* **Entries shown**

########################################

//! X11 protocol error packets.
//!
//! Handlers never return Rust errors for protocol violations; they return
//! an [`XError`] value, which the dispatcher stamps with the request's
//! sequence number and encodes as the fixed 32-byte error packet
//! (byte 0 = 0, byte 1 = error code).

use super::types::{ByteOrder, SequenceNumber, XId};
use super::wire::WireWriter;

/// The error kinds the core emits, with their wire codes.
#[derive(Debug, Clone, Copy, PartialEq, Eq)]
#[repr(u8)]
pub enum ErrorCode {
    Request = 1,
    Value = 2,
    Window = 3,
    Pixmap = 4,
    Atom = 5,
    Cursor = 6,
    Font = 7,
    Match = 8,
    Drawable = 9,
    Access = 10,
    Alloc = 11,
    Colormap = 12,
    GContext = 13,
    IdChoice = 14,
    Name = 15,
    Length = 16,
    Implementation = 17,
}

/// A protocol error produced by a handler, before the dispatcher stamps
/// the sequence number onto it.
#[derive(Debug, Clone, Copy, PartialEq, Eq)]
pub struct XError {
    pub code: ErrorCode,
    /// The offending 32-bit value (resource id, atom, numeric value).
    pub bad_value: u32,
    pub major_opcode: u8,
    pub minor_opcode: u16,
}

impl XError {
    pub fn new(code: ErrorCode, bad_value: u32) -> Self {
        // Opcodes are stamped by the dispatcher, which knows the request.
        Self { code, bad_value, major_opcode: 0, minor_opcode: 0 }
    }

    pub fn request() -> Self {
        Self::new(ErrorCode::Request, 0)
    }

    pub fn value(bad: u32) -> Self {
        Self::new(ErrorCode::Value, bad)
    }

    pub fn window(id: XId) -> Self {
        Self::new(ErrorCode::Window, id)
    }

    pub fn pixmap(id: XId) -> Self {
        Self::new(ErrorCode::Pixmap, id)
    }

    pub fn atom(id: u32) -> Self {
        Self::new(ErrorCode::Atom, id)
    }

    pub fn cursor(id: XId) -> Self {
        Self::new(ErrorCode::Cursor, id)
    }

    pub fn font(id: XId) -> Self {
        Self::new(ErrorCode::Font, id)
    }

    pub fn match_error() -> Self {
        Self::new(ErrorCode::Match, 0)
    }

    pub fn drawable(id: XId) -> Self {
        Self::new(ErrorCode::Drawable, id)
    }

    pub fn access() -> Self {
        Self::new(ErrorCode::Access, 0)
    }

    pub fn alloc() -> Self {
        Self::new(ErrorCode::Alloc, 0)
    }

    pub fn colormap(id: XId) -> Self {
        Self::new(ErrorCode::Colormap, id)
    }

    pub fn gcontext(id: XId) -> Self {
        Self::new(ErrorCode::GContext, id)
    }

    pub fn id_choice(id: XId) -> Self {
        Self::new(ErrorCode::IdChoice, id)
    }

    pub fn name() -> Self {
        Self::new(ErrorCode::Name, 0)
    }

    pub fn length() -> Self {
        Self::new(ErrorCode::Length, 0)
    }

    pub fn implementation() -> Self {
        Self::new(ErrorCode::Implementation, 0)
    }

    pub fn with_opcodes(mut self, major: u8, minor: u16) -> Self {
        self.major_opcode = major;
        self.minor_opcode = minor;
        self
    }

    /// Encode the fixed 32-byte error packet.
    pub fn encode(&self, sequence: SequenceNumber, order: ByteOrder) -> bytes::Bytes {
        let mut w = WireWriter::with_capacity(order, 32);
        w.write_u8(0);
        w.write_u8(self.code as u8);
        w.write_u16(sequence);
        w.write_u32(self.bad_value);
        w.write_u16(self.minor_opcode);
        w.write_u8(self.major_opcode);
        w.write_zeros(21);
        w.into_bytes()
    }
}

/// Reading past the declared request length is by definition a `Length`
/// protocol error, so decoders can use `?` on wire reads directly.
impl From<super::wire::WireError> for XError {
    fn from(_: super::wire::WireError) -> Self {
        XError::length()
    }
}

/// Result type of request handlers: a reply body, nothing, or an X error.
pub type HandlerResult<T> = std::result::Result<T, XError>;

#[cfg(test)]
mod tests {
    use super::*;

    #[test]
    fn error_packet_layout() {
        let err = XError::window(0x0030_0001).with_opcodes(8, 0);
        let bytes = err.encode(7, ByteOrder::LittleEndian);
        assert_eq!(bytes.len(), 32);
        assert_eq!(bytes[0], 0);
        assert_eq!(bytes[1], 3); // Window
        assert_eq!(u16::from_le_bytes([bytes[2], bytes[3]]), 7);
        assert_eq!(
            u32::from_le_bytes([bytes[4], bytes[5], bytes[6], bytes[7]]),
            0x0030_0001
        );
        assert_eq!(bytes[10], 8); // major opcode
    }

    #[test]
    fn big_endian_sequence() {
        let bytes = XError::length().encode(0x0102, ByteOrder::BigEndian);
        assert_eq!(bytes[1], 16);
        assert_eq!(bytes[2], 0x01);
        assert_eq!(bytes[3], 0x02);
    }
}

########################################

The reply should hold only the lines of the listing above starting at the line containing "pub fn colormap(id: XId)" and ending at the line containing "w.write_u8(self.code as u8);", exactly as written.

    pub fn colormap(id: XId) -> Self {
        Self::new(ErrorCode::Colormap, id)
    }

    pub fn gcontext(id: XId) -> Self {
        Self::new(ErrorCode::GContext, id)
    }

    pub fn id_choice(id: XId) -> Self {
        Self::new(ErrorCode::IdChoice, id)
    }

    pub fn name() -> Self {
        Self::new(ErrorCode::Name, 0)
    }

    pub fn length() -> Self {
        Self::new(ErrorCode::Length, 0)
    }

    pub fn implementation() -> Self {
        Self::new(ErrorCode::Implementation, 0)
    }

    pub fn with_opcodes(mut self, major: u8, minor: u16) -> Self {
        self.major_opcode = major;
        self.minor_opcode = minor;
        self
    }

    /// Encode the fixed 32-byte error packet.
    pub fn encode(&self, sequence: SequenceNumber, order: ByteOrder) -> bytes::Bytes {
        let mut w = WireWriter::with_capacity(order, 32);
        w.write_u8(0);
        w.write_u8(self.code as u8);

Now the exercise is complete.